25 September 2008

Being a EDS Mom

There are things as a mom that are different for me than for those who don't have EDS. That's not to say the emotions I have aren't the same or similar to those who have other genetic issues.

I was walking my daughter home after school yesterday & the whole way I could feel her wrist slip in & out of joint. I don't hold her hand because of this or her elbow or her shoulder, but rather I let her hold a few of my fingers. That also helps so that if she does that kid thing where she just drops to the ground because she doesn't want to keep walking or go the direction we are going she isn't going to end up with a dislocation & neither will I.

My daughter is 3, I can't carry her anymore. She's just over 30lbs & I stopped carrying her for the most part once she had walking down pat. It causes me too much pain to carry her. I almost never pick her up anymore because it's not really an option anymore. I only do it if it's because there is a danger in not doing so.

I watch her move a lot. Looking at how she is using her body, seeing her do things that are EDS & having a sadness in my heart from it.
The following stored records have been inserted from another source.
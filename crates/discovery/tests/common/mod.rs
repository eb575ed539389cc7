//! Shared fixtures for the discovery test suites

use std::sync::Arc;

use vod_core::models::Content;
use vod_core::repository::{
    MemoryCatalogRepository, MemoryShelfRepository, MemoryWatchHistoryRepository,
};
use vod_core::types::{AgeRating, ContentStatus, ContentType};
use vod_discovery::admin::AdminService;
use vod_discovery::catalog::CatalogQueryService;
use vod_discovery::search::SearchService;
use vod_discovery::shelves::ShelfBrowseService;

/// A published, globally available movie
pub fn published(title: &str, year: i32, rating: AgeRating, genres: &[&str]) -> Content {
    let mut content = Content::new(ContentType::Movie, title, year, rating);
    content.status = ContentStatus::Published;
    content.globally_available = true;
    content.genres = genres.iter().map(|g| g.to_string()).collect();
    content
}

pub struct TestServices {
    pub catalog_repo: Arc<MemoryCatalogRepository>,
    pub shelf_repo: Arc<MemoryShelfRepository>,
    pub history_repo: Arc<MemoryWatchHistoryRepository>,
    pub catalog: CatalogQueryService,
    pub search: SearchService,
    pub shelves: ShelfBrowseService,
    pub admin: AdminService,
}

pub fn services() -> TestServices {
    let catalog_repo = Arc::new(MemoryCatalogRepository::new());
    let shelf_repo = Arc::new(MemoryShelfRepository::new());
    let history_repo = Arc::new(MemoryWatchHistoryRepository::new());

    TestServices {
        catalog: CatalogQueryService::new(catalog_repo.clone(), history_repo.clone()),
        search: SearchService::new(catalog_repo.clone()),
        shelves: ShelfBrowseService::new(shelf_repo.clone(), catalog_repo.clone()),
        admin: AdminService::new(catalog_repo.clone(), shelf_repo.clone()),
        catalog_repo,
        shelf_repo,
        history_repo,
    }
}
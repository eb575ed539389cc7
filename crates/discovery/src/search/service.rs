//! Catalog search
//!
//! The database narrows candidates with the base free-text condition plus
//! the viewer gates; relevance ranking and highlighting run in-process over
//! that candidate set, then the requested page is cut from the ranked list.

use std::sync::Arc;

use tracing::instrument;

use vod_core::models::ViewerContext;
use vod_core::pagination::{Page, PageRequest};
use vod_core::policy;
use vod_core::predicate::{ContentOrder, ContentPredicate};
use vod_core::ranking::{self, SearchHit};
use vod_core::repository::CatalogRepository;
use vod_core::types::ContentStatus;
use vod_core::validation;
use vod_core::Result;

use crate::catalog::Listing;

/// Ranking considers at most this many gated candidates per query.
/// Page totals count ranked candidates, so a query matching more rows than
/// this reports at most this many results.
const CANDIDATE_LIMIT: u64 = 500;

pub struct SearchService {
    catalog: Arc<dyn CatalogRepository>,
}

impl SearchService {
    pub fn new(catalog: Arc<dyn CatalogRepository>) -> Self {
        Self { catalog }
    }

    #[instrument(skip(self, viewer))]
    pub async fn search(
        &self,
        term: &str,
        page: PageRequest,
        viewer: &ViewerContext,
    ) -> Result<Listing<SearchHit>> {
        let term = validation::validate_search_term(term)?;

        let predicate = policy::apply_viewer_gates(
            ContentPredicate::new()
                .with_statuses(vec![ContentStatus::Published])
                .with_search_term(&term),
            viewer,
        );

        let candidates = self
            .catalog
            .find_candidates(&predicate, ContentOrder::Recency, CANDIDATE_LIMIT)
            .await?;

        let hits = ranking::rank(candidates, &term);
        let total = hits.len() as u64;
        let page = Page::new(page.slice(&hits), page, total);

        Ok(Listing::new(page, predicate, viewer))
    }
}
Plus there are the odd things at this house. Like say the fact everyone owns at least 3 weeks of clothing, including sock & underthings, because our washer & dryer are in the basement & there are periods where I can't go down those steps to wash clothes. Or the fact I don't walk down steps, I slide down on my butt. Or the fact some days I can barely walk from one room to another. Or the fact on bad days I drink almost nothing so that I won't have to walk up stairs to the bathroom. This is what my daughter thinks is normal.

3 comments:

One Sick Mother said...

I think there is more than one guilt in being a disabled parent with a genetic condition:

Of course there is the guilt that it is *genetic* and if your kid has it, they got it from you. Even if you didn't know you had it at the time of conception (and most of us have no clue) there is still guilt there.

I hope this helps some. The issues you face are difficult, but know that you are not alone.
-OSM
There is the guilt of anticipation: knowing what they may have in store, and the desperate attempts to try and forestall that potential trainwreck(s).
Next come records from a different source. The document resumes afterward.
//! Relevance ranking for catalog search
//!
//! Each record's score is the weight of the single highest-priority field
//! the term matched, not a sum over fields: a title match always outranks
//! any combination of weaker matches. Ties order by recency (release year,
//! then record creation time), then id, so result pages are deterministic.

use serde::Serialize;

use crate::models::Content;
use crate::predicate::base_search_matches;

/// Search terms shorter than this are rejected before any query runs
pub const MIN_SEARCH_TERM_LENGTH: usize = 2;

/// Field weights, highest priority first
pub const WEIGHT_TITLE: u32 = 8;
pub const WEIGHT_SUBTITLE: u32 = 7;
pub const WEIGHT_CAST: u32 = 6;
pub const WEIGHT_CHARACTER: u32 = 5;
pub const WEIGHT_DIRECTOR: u32 = 4;
pub const WEIGHT_DESCRIPTION: u32 = 3;
pub const WEIGHT_TYPE: u32 = 2;
pub const WEIGHT_GENRE: u32 = 1;

/// One ranked search result with term highlighting applied
#[derive(Debug, Clone, Serialize)]
pub struct SearchHit {
    #[serde(flatten)]
    pub content: Content,
    pub score: u32,
    /// Title with every term occurrence wrapped in `<em>` tags
    pub highlighted_title: String,
    #[serde(skip_serializing_if = "Option::is_none")]
    pub highlighted_description: Option<String>,
}

/// Score a record against a search term
///
/// Returns the weight of the highest-priority matching field, or 0 when
/// nothing matches.
pub fn score(content: &Content, term: &str) -> u32 {
    let term = term.to_lowercase();
    let contains = |s: &str| s.to_lowercase().contains(&term);
    let any_contains = |items: &[String]| items.iter().any(|s| contains(s));

    if contains(&content.title) {
        WEIGHT_TITLE
    } else if content.subtitle.as_deref().is_some_and(contains) {
        WEIGHT_SUBTITLE
    } else if any_contains(&content.cast_members) {
        WEIGHT_CAST
    } else if any_contains(&content.characters) {
        WEIGHT_CHARACTER
    } else if any_contains(&content.directors) {
        WEIGHT_DIRECTOR
    } else if content.description.as_deref().is_some_and(contains) {
        WEIGHT_DESCRIPTION
    } else if contains(content.content_type.as_str()) {
        WEIGHT_TYPE
    } else if any_contains(&content.genres) {
        WEIGHT_GENRE
    } else {
        0
    }
}

/// Rank candidates: drop non-matches, order by score descending, then
/// recency, then id, and attach highlights
pub fn rank(candidates: Vec<Content>, term: &str) -> Vec<SearchHit> {
    let mut hits: Vec<SearchHit> = candidates
        .into_iter()
        .filter(|c| base_search_matches(c, term))
        .map(|content| {
            let score = score(&content, term);
            let highlighted_title = highlight(&content.title, term);
            let highlighted_description = content
                .description
                .as_deref()
                .filter(|d| d.to_lowercase().contains(&term.to_lowercase()))
                .map(|d| highlight(d, term));
            SearchHit {
                content,
                score,
                highlighted_title,
                highlighted_description,
            }
        })
        .collect();

    hits.sort_by(|a, b| {
        b.score
            .cmp(&a.score)
            .then(b.content.release_year.cmp(&a.content.release_year))
            .then(b.content.created_at.cmp(&a.content.created_at))
            .then(a.content.id.cmp(&b.content.id))
    });

    hits
}

/// Wrap every case-insensitive occurrence of `term` in `<em>` tags,
/// preserving the original casing of the matched text
pub fn highlight(text: &str, term: &str) -> String {
    let lower_term = term.to_lowercase();
    if lower_term.is_empty() {
        return text.to_string();
    }

    // Lowercasing can change byte lengths and char counts (İ, ẞ), so
    // matching happens on the lowered text while every lowered byte keeps
    // the byte range of the original char it came from.
    let mut lower_text = String::with_capacity(text.len());
    let mut origin: Vec<(usize, usize)> = Vec::with_capacity(text.len());
    for (offset, ch) in text.char_indices() {
        let span = (offset, offset + ch.len_utf8());
        for low in ch.to_lowercase() {
            let before = lower_text.len();
            lower_text.push(low);
            for _ in before..lower_text.len() {
                origin.push(span);
            }
        }
    }

    let mut out = String::with_capacity(text.len() + 16);
    let mut copied = 0;
    let mut pos = 0;
    while let Some(found) = lower_text[pos..].find(&lower_term) {
        let lo = pos + found;
        let hi = lo + lower_term.len();
        let start = origin[lo].0;
        let end = origin[hi - 1].1;
        pos = hi;
        // a char that lowered to several chars can host two matches; the
        // original char was already emitted with the first
        if start < copied {
            continue;
        }
        out.push_str(&text[copied..start]);
        out.push_str("<em>");
        out.push_str(&text[start..end]);
        out.push_str("</em>");
        copied = end;
    }
    out.push_str(&text[copied..]);
    out
}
And then there is the guilt of being a mom with a disability: Having to say no to relatively simple requests because you simply cannot do them. This one does get worse when they get older BTW, because they either get angry; "why can't we do X? Billy's mom does it all the time" or else they understand; "It's OK if you are not feeling well, Mom" -which in a way is worse.
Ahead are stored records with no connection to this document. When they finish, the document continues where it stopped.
#[async_trait]
impl ShelfRepository for MemoryShelfRepository {
    async fn list_active(&self) -> Result<Vec<Shelf>> {
        let shelves = self.shelves.read().map_err(|_| lock_poisoned())?;
        let mut active: Vec<Shelf> = shelves.values().filter(|s| s.is_active).cloned().collect();
        active.sort_by(|a, b| a.display_order.cmp(&b.display_order).then(a.id.cmp(&b.id)));
        Ok(active)
    }

    async fn find_by_id(&self, id: Uuid) -> Result<Option<Shelf>> {
        let shelves = self.shelves.read().map_err(|_| lock_poisoned())?;
        Ok(shelves.get(&id).cloned())
    }

    async fn entries_for(&self, shelf_ids: &[Uuid]) -> Result<Vec<ShelfEntry>> {
        let entries = self.entries.read().map_err(|_| lock_poisoned())?;
        let mut found: Vec<ShelfEntry> = entries
            .iter()
            .filter(|e| shelf_ids.contains(&e.shelf_id))
            .cloned()
            .collect();
        found.sort_by(|a, b| {
            a.display_order
                .cmp(&b.display_order)
                .then(a.content_id.cmp(&b.content_id))
        });
        Ok(found)
    }

    async fn insert(&self, shelf: &Shelf) -> Result<()> {
        let mut shelves = self.shelves.write().map_err(|_| lock_poisoned())?;
        shelves.insert(shelf.id, shelf.clone());
        Ok(())
    }

    async fn update(&self, shelf: &Shelf) -> Result<bool> {
        let mut shelves = self.shelves.write().map_err(|_| lock_poisoned())?;
        match shelves.get_mut(&shelf.id) {
            Some(existing) => {
                *existing = shelf.clone();
                Ok(true)
            }
            None => Ok(false),
        }
    }

    async fn replace_entries(&self, shelf_id: Uuid, new_entries: &[ShelfEntry]) -> Result<()> {
        let mut entries = self.entries.write().map_err(|_| lock_poisoned())?;
        entries.retain(|e| e.shelf_id != shelf_id);
        entries.extend(new_entries.iter().cloned());
        Ok(())
    }

    async fn remove_entry(&self, shelf_id: Uuid, content_id: Uuid) -> Result<bool> {
        let mut entries = self.entries.write().map_err(|_| lock_poisoned())?;
        let before = entries.len();
        entries.retain(|e| !(e.shelf_id == shelf_id && e.content_id == content_id));
        Ok(entries.len() != before)
    }
}

/// Watch history store keyed by (profile, content, episode)
#[derive(Debug, Default)]
pub struct MemoryWatchHistoryRepository {
    rows: RwLock<Vec<WatchHistory>>,
}

impl MemoryWatchHistoryRepository {
    pub fn new() -> Self {
        Self::default()
    }

    pub fn seed(&self, records: impl IntoIterator<Item = WatchHistory>) {
        if let Ok(mut rows) = self.rows.write() {
            rows.extend(records);
        }
    }
}

#[async_trait]
impl WatchHistoryRepository for MemoryWatchHistoryRepository {
    async fn upsert(&self, record: &WatchHistory) -> Result<WatchHistory> {
        let mut rows = self.rows.write().map_err(|_| lock_poisoned())?;
        if let Some(existing) = rows.iter_mut().find(|r| {
            r.profile_id == record.profile_id
                && r.content_id == record.content_id
                && r.episode_id == record.episode_id
        }) {
            existing.watch_duration_seconds = record.watch_duration_seconds;
            existing.total_duration_seconds = record.total_duration_seconds;
            existing.progress_percentage = record.progress_percentage;
            existing.is_completed = record.is_completed;
            existing.watched_at = record.watched_at;
            return Ok(existing.clone());
        }
        rows.push(record.clone());
        Ok(record.clone())
    }

    async fn find_for_profile(&self, profile_id: Uuid, limit: u64) -> Result<Vec<WatchHistory>> {
        let rows = self.rows.read().map_err(|_| lock_poisoned())?;
        let mut found: Vec<WatchHistory> = rows
            .iter()
            .filter(|r| r.profile_id == profile_id)
            .cloned()
            .collect();
        found.sort_by(|a, b| b.watched_at.cmp(&a.watched_at).then(a.id.cmp(&b.id)));
        found.truncate(limit as usize);
        Ok(found)
    }

    async fn find_resumable(&self, profile_id: Uuid, limit: u64) -> Result<Vec<WatchHistory>> {
        let rows = self.rows.read().map_err(|_| lock_poisoned())?;
        let mut found: Vec<WatchHistory> = rows
            .iter()
            .filter(|r| r.profile_id == profile_id && r.is_resumable())
            .cloned()
            .collect();
        found.sort_by(|a, b| b.watched_at.cmp(&a.watched_at).then(a.id.cmp(&b.id)));
        found.truncate(limit as usize);
        Ok(found)
    }

    async fn delete(&self, profile_id: Uuid, content_id: Uuid) -> Result<bool> {
        let mut rows = self.rows.write().map_err(|_| lock_poisoned())?;
        let before = rows.len();
        rows.retain(|r| !(r.profile_id == profile_id && r.content_id == content_id));
        Ok(rows.len() != before)
    }
}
I don't have all the answers, but I do know it is important to forgive yourself for the stuff you can't do. And to make the most of your time with them on the "good" days. Or even the bad ones! My kids often like to just sit with me on the Big Bed and watch the Disney Channel, and that's OK.

One Sick Mother said...

hehe

I brain-farted and put the last paragraph somewhere in the middle in my last comment. Methinks I need some coffee...

OSM

Queen Slug said...

It is nice to know I'm not the only mom facing these types of issues. If your getting thru it, then so shall I. The having to say no guilt is big. That one can cut to the heart.